> [ABOUT THIS EXERCISE] What lines in the data below mention the string "warn"? Copy them out.

(Extracted data entries)
==========
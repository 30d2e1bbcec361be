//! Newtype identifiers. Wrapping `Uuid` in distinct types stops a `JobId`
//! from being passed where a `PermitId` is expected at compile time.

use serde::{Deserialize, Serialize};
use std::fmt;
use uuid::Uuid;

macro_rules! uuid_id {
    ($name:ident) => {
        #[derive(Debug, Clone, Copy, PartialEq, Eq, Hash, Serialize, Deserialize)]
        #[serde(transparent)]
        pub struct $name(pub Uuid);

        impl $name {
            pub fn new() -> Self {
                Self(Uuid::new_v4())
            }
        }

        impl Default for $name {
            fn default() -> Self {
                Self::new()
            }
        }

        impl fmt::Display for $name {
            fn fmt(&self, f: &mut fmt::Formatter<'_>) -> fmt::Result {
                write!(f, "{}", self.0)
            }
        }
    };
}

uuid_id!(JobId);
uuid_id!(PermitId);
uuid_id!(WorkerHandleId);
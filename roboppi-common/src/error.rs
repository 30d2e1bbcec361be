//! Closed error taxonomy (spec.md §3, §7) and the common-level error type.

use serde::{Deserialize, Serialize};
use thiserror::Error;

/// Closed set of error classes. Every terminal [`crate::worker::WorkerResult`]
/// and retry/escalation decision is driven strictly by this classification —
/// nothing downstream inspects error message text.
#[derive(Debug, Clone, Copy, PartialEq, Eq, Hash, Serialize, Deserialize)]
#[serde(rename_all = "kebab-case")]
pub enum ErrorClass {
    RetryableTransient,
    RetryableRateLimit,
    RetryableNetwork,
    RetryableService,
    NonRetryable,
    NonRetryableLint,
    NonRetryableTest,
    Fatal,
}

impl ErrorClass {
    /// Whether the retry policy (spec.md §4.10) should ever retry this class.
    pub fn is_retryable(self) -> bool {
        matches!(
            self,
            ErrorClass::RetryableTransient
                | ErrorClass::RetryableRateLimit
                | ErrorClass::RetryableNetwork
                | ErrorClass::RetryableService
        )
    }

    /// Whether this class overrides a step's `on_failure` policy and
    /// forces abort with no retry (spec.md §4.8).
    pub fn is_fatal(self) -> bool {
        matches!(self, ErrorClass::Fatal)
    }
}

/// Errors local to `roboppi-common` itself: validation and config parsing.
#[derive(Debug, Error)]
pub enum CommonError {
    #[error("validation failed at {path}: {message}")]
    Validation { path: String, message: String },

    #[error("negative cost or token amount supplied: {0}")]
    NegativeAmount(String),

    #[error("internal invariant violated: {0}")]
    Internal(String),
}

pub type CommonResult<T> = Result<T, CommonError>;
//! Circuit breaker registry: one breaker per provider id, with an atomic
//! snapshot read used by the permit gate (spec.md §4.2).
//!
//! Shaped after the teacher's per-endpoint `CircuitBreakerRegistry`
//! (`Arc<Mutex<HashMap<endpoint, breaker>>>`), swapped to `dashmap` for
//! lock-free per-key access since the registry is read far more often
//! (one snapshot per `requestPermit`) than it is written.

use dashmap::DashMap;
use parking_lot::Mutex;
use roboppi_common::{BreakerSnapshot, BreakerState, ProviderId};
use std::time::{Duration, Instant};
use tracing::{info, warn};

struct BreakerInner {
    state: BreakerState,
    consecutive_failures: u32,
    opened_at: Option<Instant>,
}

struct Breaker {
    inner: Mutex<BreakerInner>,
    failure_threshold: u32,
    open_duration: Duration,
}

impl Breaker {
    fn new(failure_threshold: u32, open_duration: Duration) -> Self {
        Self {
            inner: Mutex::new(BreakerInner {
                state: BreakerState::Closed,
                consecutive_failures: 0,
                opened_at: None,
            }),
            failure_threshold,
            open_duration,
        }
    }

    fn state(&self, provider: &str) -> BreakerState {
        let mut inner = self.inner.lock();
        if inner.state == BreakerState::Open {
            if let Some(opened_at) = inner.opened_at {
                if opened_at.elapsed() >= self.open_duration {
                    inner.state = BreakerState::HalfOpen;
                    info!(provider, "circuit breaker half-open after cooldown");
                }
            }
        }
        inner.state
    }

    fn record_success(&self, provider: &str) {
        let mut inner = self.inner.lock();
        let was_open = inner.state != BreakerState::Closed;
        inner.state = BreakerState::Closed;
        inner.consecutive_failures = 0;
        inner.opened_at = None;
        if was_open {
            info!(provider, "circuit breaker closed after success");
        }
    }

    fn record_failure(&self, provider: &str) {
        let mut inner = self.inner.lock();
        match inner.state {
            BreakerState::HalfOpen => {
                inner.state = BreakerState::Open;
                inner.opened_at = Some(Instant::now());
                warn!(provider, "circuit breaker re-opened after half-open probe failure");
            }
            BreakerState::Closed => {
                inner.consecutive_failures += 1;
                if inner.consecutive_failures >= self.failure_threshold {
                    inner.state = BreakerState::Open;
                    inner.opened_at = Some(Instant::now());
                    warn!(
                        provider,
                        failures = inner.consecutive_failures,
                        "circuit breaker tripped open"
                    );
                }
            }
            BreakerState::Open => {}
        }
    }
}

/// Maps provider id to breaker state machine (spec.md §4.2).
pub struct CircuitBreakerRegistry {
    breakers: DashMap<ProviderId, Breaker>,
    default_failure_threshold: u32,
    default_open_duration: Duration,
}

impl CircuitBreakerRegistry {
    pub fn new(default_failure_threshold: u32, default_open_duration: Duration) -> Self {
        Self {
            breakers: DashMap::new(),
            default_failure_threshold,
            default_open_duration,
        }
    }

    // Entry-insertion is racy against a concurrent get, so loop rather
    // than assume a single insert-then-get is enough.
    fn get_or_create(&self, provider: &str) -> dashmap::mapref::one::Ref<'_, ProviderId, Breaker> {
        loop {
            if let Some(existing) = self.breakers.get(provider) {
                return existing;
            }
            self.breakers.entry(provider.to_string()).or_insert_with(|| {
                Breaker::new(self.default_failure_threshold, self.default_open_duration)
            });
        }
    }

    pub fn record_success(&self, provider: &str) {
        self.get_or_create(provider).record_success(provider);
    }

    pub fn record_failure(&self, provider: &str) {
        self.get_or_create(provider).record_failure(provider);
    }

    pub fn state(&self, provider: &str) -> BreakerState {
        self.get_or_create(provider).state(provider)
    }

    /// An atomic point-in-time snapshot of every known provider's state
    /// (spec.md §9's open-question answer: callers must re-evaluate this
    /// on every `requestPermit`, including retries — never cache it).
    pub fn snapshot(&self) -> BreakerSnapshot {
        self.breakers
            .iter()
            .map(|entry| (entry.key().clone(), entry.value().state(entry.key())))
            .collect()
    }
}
==========
> [EXERCISE RESULT]
use tracing::{info, warn};
                warn!(provider, "circuit breaker re-opened after half-open probe failure");
                    warn!(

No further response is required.